• INSTRUCTIONS TO FOLLOW: Keep only the lines that hold the string "parents", filtering out the rest of the entries below.

• AVAILABLE RECORDS:
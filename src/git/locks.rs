//! Per-repository exclusive locks.
//!
//! Every operation that touches a mirror's working copy (sync, checkout,
//! context assembly, raw reads, commit rendering) runs inside
//! `LockRegistry::with_lock` for that mirror's name. Gates are created on
//! first use and live until the process exits.

use std::collections::HashMap;
use std::sync::{Arc, Mutex, PoisonError};

#[derive(Default)]
pub struct LockRegistry {
    gates: Mutex<HashMap<String, Arc<Mutex<()>>>>,
}

impl LockRegistry {
    pub fn new() -> Self {
        Self::default()
    }

    /// Get or create the gate for `name` in one step under the registry guard.
    fn gate(&self, name: &str) -> Arc<Mutex<()>> {
        let mut gates = self.gates.lock().unwrap_or_else(PoisonError::into_inner);
        Arc::clone(gates.entry(name.to_string()).or_default())
    }

    /// Run `f` while holding exclusive access to `name`.
    ///
    /// Blocks without timeout until the current holder finishes. The lock is
    /// released when `f` returns or unwinds.
    pub fn with_lock<F, T>(&self, name: &str, f: F) -> T
    where
        F: FnOnce() -> T,
    {
        let gate = self.gate(name);
        let _guard = match gate.lock() {
            Ok(guard) => guard,
            Err(poisoned) => {
                // The previous holder panicked; the mirror on disk is still usable.
                tracing::warn!(repository = %name, "recovering lock poisoned by a panicked holder");
                poisoned.into_inner()
            }
        };
        f()
    }

    /// Number of names seen so far.
    pub fn len(&self) -> usize {
        self.gates.lock().unwrap_or_else(PoisonError::into_inner).len()
    }

    pub fn is_empty(&self) -> bool {
        self.len() == 0
    }
}
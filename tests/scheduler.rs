//! Background sync task lifecycle.

mod common;

use std::sync::Arc;
use std::time::Duration;

use common::Workspace;
use git_mirror::forge::{RepoLister, StaticLister};
use git_mirror::models::SyncOutcome;
use git_mirror::scheduler::{sync_once, SyncScheduler};

#[tokio::test]
async fn sync_once_reconciles_the_listed_repositories() {
    let ws = Workspace::new();
    let demo = ws.demo();
    let lister = StaticLister::new(vec![demo.source.remote()]);

    let report = sync_once(&ws.store, &lister).await.unwrap();
    assert_eq!(report.outcome("demo"), Some(SyncOutcome::Cloned));

    let report = sync_once(&ws.store, &lister).await.unwrap();
    assert_eq!(report.outcome("demo"), Some(SyncOutcome::AlreadyUpToDate));
}

#[tokio::test(flavor = "multi_thread", worker_threads = 2)]
async fn scheduler_runs_immediately_and_shuts_down() {
    let ws = Workspace::new();
    let demo = ws.demo();
    let lister: Arc<dyn RepoLister> = Arc::new(StaticLister::new(vec![demo.source.remote()]));

    let scheduler = SyncScheduler::spawn(ws.store.clone(), lister, Duration::from_secs(3600));

    let mut cloned = false;
    for _ in 0..100 {
        if ws.store.root().join("demo/a.txt").is_file() {
            cloned = true;
            break;
        }
        tokio::time::sleep(Duration::from_millis(50)).await;
    }

    tokio::time::timeout(Duration::from_secs(10), scheduler.shutdown())
        .await
        .expect("scheduler did not stop");

    assert!(cloned, "startup pass never cloned the mirror");
}

#[tokio::test]
async fn failed_pass_keeps_the_scheduler_alive() {
    let ws = Workspace::new();
    let broken = git_mirror::models::RemoteRepo::new(
        "broken",
        ws.remotes_dir().join("missing").to_string_lossy(),
    );
    let lister: Arc<dyn RepoLister> = Arc::new(StaticLister::new(vec![broken]));

    let scheduler = SyncScheduler::spawn(ws.store.clone(), lister, Duration::from_millis(20));
    tokio::time::sleep(Duration::from_millis(100)).await;

    tokio::time::timeout(Duration::from_secs(10), scheduler.shutdown())
        .await
        .expect("scheduler did not stop");
}
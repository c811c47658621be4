use git2::{DiffFindOptions, DiffFormat, DiffOptions, Oid, Repository};

use crate::error::{AppError, Result};
use crate::git::repository::MirrorStore;

/// Accept only full 40-character hexadecimal revisions.
pub fn parse_revision(hash: &str) -> Result<Oid> {
    if hash.len() != 40 || !hash.bytes().all(|b| b.is_ascii_hexdigit()) {
        return Err(AppError::InvalidInput(format!(
            "hash must be 40 hexadecimal characters: {}",
            hash
        )));
    }

    Oid::from_str(hash).map_err(|_| AppError::InvalidInput(format!("malformed hash: {}", hash)))
}

/// Unified diff of `hash` against its first parent, with rename detection.
pub fn render_commit(repo: &Repository, hash: &str) -> Result<String> {
    let oid = parse_revision(hash)?;
    let commit = repo
        .find_commit(oid)
        .map_err(|_| AppError::not_found("commit", hash))?;

    if commit.parent_count() == 0 {
        return Err(AppError::not_found("parent", hash));
    }

    let parent_tree = commit.parent(0)?.tree()?;
    let tree = commit.tree()?;

    let mut opts = DiffOptions::new();
    opts.context_lines(3);

    let mut diff = repo.diff_tree_to_tree(Some(&parent_tree), Some(&tree), Some(&mut opts))?;

    let mut find = DiffFindOptions::new();
    find.renames(true);
    diff.find_similar(Some(&mut find))?;

    let mut patch = Vec::new();
    diff.print(DiffFormat::Patch, |_delta, _hunk, line| {
        match line.origin() {
            origin @ ('+' | '-' | ' ') => {
                patch.push(origin as u8);
                patch.extend_from_slice(line.content());
            }
            _ => patch.extend_from_slice(line.content()),
        }
        true
    })?;

    Ok(String::from_utf8_lossy(&patch).to_string())
}

impl MirrorStore {
    /// Render a commit of mirror `name` under its lock.
    pub fn commit_diff(&self, name: &str, hash: &str) -> Result<String> {
        self.with_mirror(name, |repo| render_commit(repo, hash))
    }
}
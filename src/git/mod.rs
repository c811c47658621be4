//! Mirror engine: locks, storage, branch resolution, sync, browsing, diffs.
//!
//! - `locks`: per-repository exclusive gates
//! - `repository`: `MirrorStore`, the on-disk set of mirrors
//! - `branch`: short branch name resolution and checkout
//! - `sync`: clone / fetch / fast-forward reconciliation
//! - `context`: branch, file and commit listings for a checkout
//! - `diff`: unified diff of a commit against its first parent

pub mod branch;
pub mod context;
pub mod diff;
pub mod locks;
pub mod repository;
pub mod sync;

pub use context::Browse;
pub use locks::LockRegistry;
pub use repository::{MirrorStore, SharedStore};
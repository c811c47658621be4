//! Shared fixtures: real git repositories built with git2 in temp directories.
//!
//! A `Workspace` holds a directory of "remote" source repositories and a
//! mirror root. Remotes are cloned by local path, so no network is needed.

#![allow(dead_code)]

use std::path::{Path, PathBuf};
use std::sync::Arc;

use git2::{Oid, Repository, RepositoryInitOptions, Signature, Time};
use tempfile::TempDir;

use git_mirror::git::MirrorStore;
use git_mirror::models::RemoteRepo;

pub struct Workspace {
    dir: TempDir,
    pub store: Arc<MirrorStore>,
}

impl Workspace {
    pub fn new() -> Self {
        let dir = TempDir::new().expect("failed to create temp dir");
        let store = Arc::new(MirrorStore::new(dir.path().join("mirrors")));
        store.ensure_root().expect("failed to create mirror root");
        Self { dir, store }
    }

    pub fn remotes_dir(&self) -> PathBuf {
        self.dir.path().join("remotes")
    }

    /// Create an empty source repository whose HEAD points at `initial_branch`.
    pub fn source(&self, name: &str, initial_branch: &str) -> Source {
        let path = self.remotes_dir().join(name);
        std::fs::create_dir_all(&path).unwrap();

        let mut opts = RepositoryInitOptions::new();
        opts.initial_head(initial_branch);
        let repo = Repository::init_opts(&path, &opts).expect("failed to init source");

        Source {
            name: name.to_string(),
            path,
            repo,
            clock: 1_700_000_000,
        }
    }

    /// The `demo` remote: branch `one` adds a.txt, branch `two` adds b.txt on top.
    pub fn demo(&self) -> Demo {
        let mut source = self.source("demo", "one");
        let one = source.commit("refs/heads/one", None, &[("a.txt", "a\n")], "Add a\n");
        let two = source.commit("refs/heads/two", Some(one), &[("b.txt", "b\n")], "Add b\n");
        Demo { source, one, two }
    }

    pub fn mirror(&self, name: &str) -> Repository {
        Repository::open(self.store.root().join(name)).expect("mirror missing")
    }
}

pub struct Demo {
    pub source: Source,
    pub one: Oid,
    pub two: Oid,
}

pub struct Source {
    pub name: String,
    pub path: PathBuf,
    pub repo: Repository,
    clock: i64,
}

impl Source {
    pub fn remote(&self) -> RemoteRepo {
        RemoteRepo::new(&self.name, self.path.to_string_lossy())
    }

    /// Commit `files` on top of `parent` and point `reference` at the result.
    ///
    /// Each commit is one minute newer than the previous one.
    pub fn commit(
        &mut self,
        reference: &str,
        parent: Option<Oid>,
        files: &[(&str, &str)],
        message: &str,
    ) -> Oid {
        self.commit_with_removals(reference, parent, files, &[], message)
    }

    pub fn commit_with_removals(
        &mut self,
        reference: &str,
        parent: Option<Oid>,
        files: &[(&str, &str)],
        removed: &[&str],
        message: &str,
    ) -> Oid {
        self.build(reference, parent, message, |workdir, index| {
            for (path, content) in files {
                let full = workdir.join(path);
                std::fs::create_dir_all(full.parent().unwrap()).unwrap();
                std::fs::write(&full, content).unwrap();
                index.add_path(Path::new(path)).unwrap();
            }
            for path in removed {
                index.remove_path(Path::new(path)).unwrap();
            }
        })
    }

    /// Commit symbolic links `(path, target)` on top of `parent`.
    #[cfg(unix)]
    pub fn commit_symlinks(
        &mut self,
        reference: &str,
        parent: Option<Oid>,
        links: &[(&str, &Path)],
        message: &str,
    ) -> Oid {
        self.build(reference, parent, message, |workdir, index| {
            for (path, target) in links {
                let full = workdir.join(path);
                std::fs::create_dir_all(full.parent().unwrap()).unwrap();
                std::os::unix::fs::symlink(target, &full).unwrap();
                index.add_path(Path::new(path)).unwrap();
            }
        })
    }

    fn build(
        &mut self,
        reference: &str,
        parent: Option<Oid>,
        message: &str,
        stage: impl FnOnce(&Path, &mut git2::Index),
    ) -> Oid {
        self.clock += 60;
        let repo = &self.repo;
        let workdir = repo.workdir().unwrap().to_path_buf();

        let mut index = repo.index().unwrap();
        match parent {
            Some(parent) => {
                let tree = repo.find_commit(parent).unwrap().tree().unwrap();
                index.read_tree(&tree).unwrap();
            }
            None => index.clear().unwrap(),
        }

        stage(&workdir, &mut index);

        let tree = repo.find_tree(index.write_tree().unwrap()).unwrap();
        let sig = Signature::new("Test User", "test@example.com", &Time::new(self.clock, 0)).unwrap();
        let parents: Vec<_> = parent
            .map(|p| repo.find_commit(p).unwrap())
            .into_iter()
            .collect();
        let parent_refs: Vec<_> = parents.iter().collect();

        // Replace the ref outright so rewritten history is possible.
        let oid = repo
            .commit(None, &sig, &sig, message, &tree, &parent_refs)
            .unwrap();
        repo.reference(reference, oid, true, "fixture").unwrap();
        oid
    }
}

/// Every reference's target plus HEAD, for before/after comparisons.
pub fn snapshot(repo: &Repository) -> Vec<(String, String)> {
    let mut refs: Vec<(String, String)> = repo
        .references()
        .unwrap()
        .filter_map(|r| r.ok())
        .map(|r| {
            let target = match r.target() {
                Some(oid) => oid.to_string(),
                None => r.symbolic_target().unwrap_or("").to_string(),
            };
            (r.name().unwrap_or("").to_string(), target)
        })
        .collect();
    refs.sort();

    let head = repo.head().unwrap().target().unwrap().to_string();
    refs.push(("HEAD".to_string(), head));
    refs
}

pub fn sorted_names(files: &[git_mirror::models::FileEntry]) -> Vec<(String, bool)> {
    let mut names: Vec<_> = files.iter().map(|f| (f.name.clone(), f.is_dir)).collect();
    names.sort();
    names
}
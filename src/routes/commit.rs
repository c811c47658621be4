//! GET /{repository}/commit/{hash} - unified diff of a commit against its first parent.

use std::sync::Arc;

use axum::{
    extract::{Path, State},
    http::header,
    response::{IntoResponse, Response},
    routing::get,
    Router,
};

use crate::error::Result;
use crate::routes::{blocking, AppState};

pub fn routes(state: AppState) -> Router {
    Router::new()
        .route("/{repository}/commit/{hash}", get(get_commit))
        .with_state(state)
}

async fn get_commit(
    State(state): State<AppState>,
    Path((repository, hash)): Path<(String, String)>,
) -> Result<Response> {
    let store = Arc::clone(&state.store);
    let patch = blocking(move || store.commit_diff(&repository, &hash)).await?;

    Ok(([(header::CONTENT_TYPE, "text/plain; charset=utf-8")], patch).into_response())
}
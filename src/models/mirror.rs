//! Synchronization DTOs.

use serde::{Deserialize, Serialize};

/// One repository the remote account owns.
#[derive(Debug, Clone, PartialEq, Eq, Serialize, Deserialize)]
pub struct RemoteRepo {
    #[serde(rename = "clone_url")]
    pub url: String,
    pub name: String,
}

impl RemoteRepo {
    pub fn new(name: impl Into<String>, url: impl Into<String>) -> Self {
        Self {
            url: url.into(),
            name: name.into(),
        }
    }
}

/// What a sync pass did to one mirror. None of these is a failure.
#[derive(Debug, Clone, Copy, PartialEq, Eq, Serialize)]
#[serde(rename_all = "snake_case")]
pub enum SyncOutcome {
    Cloned,
    Updated,
    AlreadyUpToDate,
}

#[derive(Debug, Clone, Default, Serialize)]
pub struct SyncReport {
    pub mirrors: Vec<(String, SyncOutcome)>,
}

impl SyncReport {
    pub fn outcome(&self, name: &str) -> Option<SyncOutcome> {
        self.mirrors
            .iter()
            .find(|(mirror, _)| mirror == name)
            .map(|(_, outcome)| *outcome)
    }

    pub fn count(&self, outcome: SyncOutcome) -> usize {
        self.mirrors.iter().filter(|(_, o)| *o == outcome).count()
    }
}
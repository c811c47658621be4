//! Application error types and HTTP response mapping.
//!
//! Defines `AppError` for every failure the mirror engine can surface and
//! implements Axum's `IntoResponse` so handlers can return it directly with a
//! JSON error body.
//!
//! Error mappings:
//! - `NotFound` → 404
//! - `InvalidInput` → 400
//! - `RemoteIo` → 502
//! - `LocalIo`, `Git`, `Internal` → 500

use std::path::Path;

use axum::{
    http::StatusCode,
    response::{IntoResponse, Response},
    Json,
};
use serde_json::json;
use thiserror::Error;

#[derive(Error, Debug)]
pub enum AppError {
    /// An unknown repository, branch, commit, parent or path.
    #[error("{kind} not found: {name}")]
    NotFound { kind: &'static str, name: String },

    #[error("Invalid input: {0}")]
    InvalidInput(String),

    #[error("Remote error: {0}")]
    RemoteIo(String),

    #[error("Local storage error: {0}")]
    LocalIo(String),

    #[error("Git error: {0}")]
    Git(#[from] git2::Error),

    #[error("Internal error: {0}")]
    Internal(String),
}

impl AppError {
    pub fn not_found(kind: &'static str, name: impl Into<String>) -> Self {
        AppError::NotFound {
            kind,
            name: name.into(),
        }
    }

    pub fn local_io(path: &Path, err: std::io::Error) -> Self {
        AppError::LocalIo(format!("{}: {}", path.display(), err))
    }
}

impl IntoResponse for AppError {
    fn into_response(self) -> Response {
        let status = match &self {
            AppError::NotFound { .. } => StatusCode::NOT_FOUND,
            AppError::InvalidInput(_) => StatusCode::BAD_REQUEST,
            AppError::RemoteIo(_) => StatusCode::BAD_GATEWAY,
            AppError::LocalIo(_) | AppError::Git(_) | AppError::Internal(_) => {
                StatusCode::INTERNAL_SERVER_ERROR
            }
        };

        tracing::warn!(status = status.as_u16(), error = %self, "request failed");

        let body = Json(json!({
            "error": self.to_string(),
        }));

        (status, body).into_response()
    }
}

pub type Result<T> = std::result::Result<T, AppError>;
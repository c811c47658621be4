use git2::build::CheckoutBuilder;
use git2::{BranchType, Oid, Repository};

use crate::error::{AppError, Result};
use crate::git::repository::MirrorStore;
use crate::models::ResolvedBranch;

/// Strip the remote name from a remote-tracking shorthand (`origin/one` → `one`).
pub fn strip_remote(shorthand: &str) -> &str {
    shorthand
        .split_once('/')
        .map(|(_, branch)| branch)
        .unwrap_or(shorthand)
}

/// Remote-tracking branches as (short name, target) in reference iteration order.
///
/// Symbolic aliases such as `origin/HEAD` are skipped.
pub fn remote_branches(repo: &Repository) -> Result<Vec<(String, Oid)>> {
    let mut branches = Vec::new();

    for reference in repo.references_glob("refs/remotes/*")? {
        let reference = reference?;
        let Some(target) = reference.target() else {
            continue;
        };
        let Some(shorthand) = reference.shorthand() else {
            continue;
        };
        branches.push((strip_remote(shorthand).to_string(), target));
    }

    Ok(branches)
}

/// Resolve a short branch name to a revision.
///
/// An empty request reports the first local branch's name (or the first
/// remote-tracking name when there is none) but returns HEAD's revision.
/// The two can disagree once HEAD has been moved to another branch.
pub fn resolve_branch(repo: &Repository, requested: &str) -> Result<ResolvedBranch> {
    if requested.is_empty() {
        let short_name = default_branch_name(repo)?;
        let revision = repo.head()?.peel_to_commit()?.id();
        return Ok(ResolvedBranch {
            revision,
            short_name,
        });
    }

    remote_branches(repo)?
        .into_iter()
        .find(|(short_name, _)| short_name == requested)
        .map(|(short_name, revision)| ResolvedBranch {
            revision,
            short_name,
        })
        .ok_or_else(|| AppError::not_found("branch", requested))
}

fn default_branch_name(repo: &Repository) -> Result<String> {
    if let Some(branch) = repo.branches(Some(BranchType::Local))?.next() {
        let (branch, _) = branch?;
        if let Some(name) = branch.name()? {
            return Ok(name.to_string());
        }
    }

    remote_branches(repo)?
        .into_iter()
        .next()
        .map(|(short_name, _)| short_name)
        .ok_or_else(|| AppError::not_found("branch", ""))
}

/// Force the working copy to `revision` and detach HEAD there.
pub fn checkout_revision(repo: &Repository, revision: Oid) -> Result<()> {
    let commit = repo
        .find_commit(revision)
        .map_err(|_| AppError::not_found("commit", revision.to_string()))?;

    let mut checkout = CheckoutBuilder::new();
    checkout.force();
    repo.checkout_tree(commit.as_object(), Some(&mut checkout))?;
    repo.set_head_detached(revision)?;

    Ok(())
}

/// Resolve `requested`, check it out, and return the resolved short name.
pub fn checkout_branch(repo: &Repository, requested: &str) -> Result<String> {
    let resolved = resolve_branch(repo, requested)?;
    checkout_revision(repo, resolved.revision)?;

    tracing::debug!(
        branch = %resolved.short_name,
        revision = %resolved.revision,
        "checked out"
    );

    Ok(resolved.short_name)
}

impl MirrorStore {
    pub fn resolve_branch(&self, name: &str, requested: &str) -> Result<ResolvedBranch> {
        self.with_mirror(name, |repo| resolve_branch(repo, requested))
    }

    pub fn checkout_branch(&self, name: &str, requested: &str) -> Result<String> {
        self.with_mirror(name, |repo| checkout_branch(repo, requested))
    }
}
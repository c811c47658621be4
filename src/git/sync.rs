//! Mirror synchronization.
//!
//! `MirrorStore::reconcile` walks the desired remote set in order. Missing
//! mirrors are cloned; present ones are force-fetched and their working copy
//! fast-forwarded to upstream. Each mirror is handled under its own lock,
//! released before moving on. The first fatal error ends the pass; an
//! "already up to date" step is an outcome, not an error.

use git2::build::{CheckoutBuilder, RepoBuilder};
use git2::{ErrorCode, FetchOptions, Oid, RemoteCallbacks, Repository};
use std::collections::HashSet;
use std::path::Path;

use crate::error::{AppError, Result};
use crate::git::repository::MirrorStore;
use crate::models::{RemoteRepo, SyncOutcome, SyncReport};

/// Remote every mirror is cloned from.
pub const REMOTE: &str = "origin";

/// Overwrites divergent remote-tracking refs.
const FETCH_REFSPEC: &str = "+refs/heads/*:refs/remotes/origin/*";

fn remote_error(action: &str, target: &str, err: git2::Error) -> AppError {
    AppError::RemoteIo(format!("{} {}: {}", action, target, err.message()))
}

pub fn clone_mirror(url: &str, path: &Path) -> Result<Repository> {
    RepoBuilder::new()
        .clone(url, path)
        .map_err(|e| remote_error("clone", url, e))
}

/// Fetch every remote head. Returns whether any remote-tracking ref moved.
pub fn fetch_all(repo: &Repository) -> Result<bool> {
    let mut remote = repo
        .find_remote(REMOTE)
        .map_err(|e| remote_error("find remote", REMOTE, e))?;

    let mut updated = 0usize;
    {
        let mut callbacks = RemoteCallbacks::new();
        callbacks.update_tips(|refname, old, new| {
            tracing::debug!(reference = refname, %old, %new, "remote ref updated");
            updated += 1;
            true
        });

        let mut fetch_opts = FetchOptions::new();
        fetch_opts.remote_callbacks(callbacks);

        remote
            .fetch(&[FETCH_REFSPEC], Some(&mut fetch_opts), None)
            .map_err(|e| remote_error("fetch", REMOTE, e))?;
    }

    Ok(updated > 0)
}

/// Full name of the branch HEAD points at, born or not. `None` when detached.
fn head_branch(repo: &Repository) -> Result<Option<String>> {
    let head = repo.find_reference("HEAD")?;
    Ok(head.symbolic_target().map(str::to_string))
}

/// Revision HEAD currently targets. `None` on an unborn branch, which is what
/// cloning an empty remote leaves behind.
fn head_revision(repo: &Repository) -> Result<Option<Oid>> {
    match repo.head() {
        Ok(head) => Ok(head.target()),
        Err(e) if matches!(e.code(), ErrorCode::UnbornBranch | ErrorCode::NotFound) => Ok(None),
        Err(e) => Err(e.into()),
    }
}

/// Revision the working copy should follow, if the remote has one for it.
///
/// A branch follows its remote-tracking namesake; a detached HEAD follows the
/// remote's default branch.
fn upstream_revision(repo: &Repository, branch: Option<&str>) -> Result<Option<Oid>> {
    let upstream = match branch.and_then(|b| b.strip_prefix("refs/heads/")) {
        Some(short) => format!("refs/remotes/{}/{}", REMOTE, short),
        None => format!("refs/remotes/{}/HEAD", REMOTE),
    };

    match repo.find_reference(&upstream) {
        Ok(reference) => Ok(reference.resolve()?.target()),
        Err(e) if e.code() == ErrorCode::NotFound => Ok(None),
        Err(e) => Err(e.into()),
    }
}

/// Move the working copy to its upstream. Returns whether anything changed.
///
/// Mirrors carry no local work, so a diverged working copy is reset to
/// upstream rather than merged. An unborn branch is created at upstream once
/// the remote has commits for it.
pub fn fast_forward(repo: &Repository) -> Result<bool> {
    let branch = head_branch(repo)?;
    let Some(upstream) = upstream_revision(repo, branch.as_deref())? else {
        tracing::debug!("no upstream to follow");
        return Ok(false);
    };

    let current = head_revision(repo)?;
    if current == Some(upstream) {
        return Ok(false);
    }
    if let Some(current) = current {
        if !repo.graph_descendant_of(upstream, current)? {
            tracing::warn!(%upstream, %current, "working copy diverged from upstream, resetting");
        }
    }

    let target = repo.find_object(upstream, None)?;
    let mut checkout = CheckoutBuilder::new();
    checkout.force();
    repo.checkout_tree(&target, Some(&mut checkout))?;

    match branch {
        Some(branch) => {
            repo.reference(&branch, upstream, true, "git-mirror: fast-forward")?;
        }
        None => repo.set_head_detached(upstream)?,
    }

    Ok(true)
}

impl MirrorStore {
    /// Bring one present mirror up to date. Caller holds the lock.
    fn update_mirror(&self, name: &str) -> Result<SyncOutcome> {
        let repo = self.open(name)?;

        tracing::info!(repository = %name, "fetching");
        let fetched = fetch_all(&repo)?;

        tracing::info!(repository = %name, "pulling");
        let merged = fast_forward(&repo)?;

        Ok(if fetched || merged {
            SyncOutcome::Updated
        } else {
            SyncOutcome::AlreadyUpToDate
        })
    }

    /// Reconcile local mirrors against `desired`, stopping at the first failure.
    pub fn reconcile(&self, desired: &[RemoteRepo]) -> Result<SyncReport> {
        tracing::info!(repositories = desired.len(), "updating repositories");

        let mut present: HashSet<String> = self.list()?.into_iter().collect();
        let mut report = SyncReport::default();

        for remote in desired {
            let path = self.path_for(&remote.name)?;

            let outcome = self.locks().with_lock(&remote.name, || {
                if present.contains(&remote.name) {
                    self.update_mirror(&remote.name)
                } else {
                    tracing::info!(repository = %remote.name, url = %remote.url, "cloning");
                    clone_mirror(&remote.url, &path)?;
                    Ok(SyncOutcome::Cloned)
                }
            })?;

            tracing::info!(repository = %remote.name, ?outcome, "synchronized");
            present.insert(remote.name.clone());
            report.mirrors.push((remote.name.clone(), outcome));
        }

        Ok(report)
    }
}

• OUTPUT OF THE TASK:
        let parents: Vec<_> = parent
        let parent_refs: Vec<_> = parents.iter().collect();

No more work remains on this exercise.